Pero este año, también, ha traído acontecimientos que nos han situado a la altura de las democracias con menos hipotecas con su pasado. En este 2019 se ha corregido la “anormalidad” democrática de tener enterrado a un dictador en un santuario religioso que se financia con dinero público donde era exaltado por los incondicionales del fascismo.

Tras un laborioso proceso judicial, promovido por los familiares para entorpecer la iniciativa, el Gobierno pudo exhumar los restos de Francisco Franco y trasladarlos a un panteón familiar. Las criticas por una higiénica cuestión de decencia democrática no faltaron para una acción que contaba con el acuerdo parlamentario y gubernamental pertinente, sin que hasta entonces llegara a materializarse. Por fin, España recobra la normalidad democrática de situar en su sitio –como hizo Alemania con Hitler o Italia con Mussolini– a los personajes que protagonizaron las páginas más negras de su historia.

Como colofón a este resumen podría citarse la vigésimo quinta Cumbre del Clima (COP25) celebrada en Madrid, organizada por la ONU, y que debía celebrarse en Chile, país que la presidió.
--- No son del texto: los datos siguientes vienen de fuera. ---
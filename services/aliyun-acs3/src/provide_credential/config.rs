use crate::{Config, Credential};
use async_trait::async_trait;
use log::debug;
use reqsign_core::utils::Redact;
use reqsign_core::{Context, ProvideCredential, Result};
use std::sync::Arc;

/// ConfigCredentialProvider builds a credential out of a [`Config`].
///
/// Returns `None` unless both the access key id and secret are set.
#[derive(Debug)]
pub struct ConfigCredentialProvider {
    config: Arc<Config>,
}

impl ConfigCredentialProvider {
    /// Create a new ConfigCredentialProvider.
    pub fn new(config: Arc<Config>) -> Self {
        Self { config }
    }
}

#[async_trait]
impl ProvideCredential for ConfigCredentialProvider {
    type Credential = Credential;

    async fn provide_credential(&self, _: &Context) -> Result<Option<Self::Credential>> {
        let (Some(ak), Some(sk)) = (&self.config.access_key_id, &self.config.access_key_secret)
        else {
            debug!("access key pair not found in config");
            return Ok(None);
        };

        debug!("loaded credential from config: {:?}", Redact::from(ak));
        Ok(Some(Credential {
            access_key_id: ak.clone(),
            access_key_secret: sk.clone(),
            security_token: self.config.security_token.clone(),
            region: self.config.region().to_string(),
        }))
    }
}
Se trata de una Conferencia, en la Convención Marco de Naciones Unidas sobre el Cambio Climático, en la que líderes mundiales de los países comprometidos se reúnen para adoptar medidas tendentes a reducir las emisiones de gases de efecto invernadero y combatir el calentamiento de la atmósfera.

En una cumbre anterior, la de 2015, se adoptó el Acuerdo de París (del que se salió Estados Unidos), ratificado por casi 200 países, con el objetivo de mantener el aumento de la temperatura media mundial por debajo de 2 grados y hacer más esfuerzos para que no supere los 1,5 respecto a las temperaturas preindustriales. Ello solo es posible reduciendo el volumen de las emisiones de CO2 a la atmósfera.

Pero el acuerdo adoptado en Madrid, denominado “Chile-Madrid, Tiempo de Actuar”, no fue ambicioso por las discrepancias entre países. Los principales emisores de gases (China, India, Estados Unidos y Rusia) se negaron a aumentar sus restricciones contaminantes, por lo que, de seguir las emisiones a los ritmos actuales, 2019 marcará nuevos récords en incremento de temperatura y de concentración de gases de efecto invernadero en la atmósfera.

Como señaló la presidenta de la COP25, Carolina Schmidt, “los acuerdos alcanzados no son suficientes para afrontar con sentido de urgencia la crisis del cambio climático” que ya estamos sufriendo. Una desgracia para el mundo y los que vivimos en él, aunque la organización española del evento fuera todo un éxito.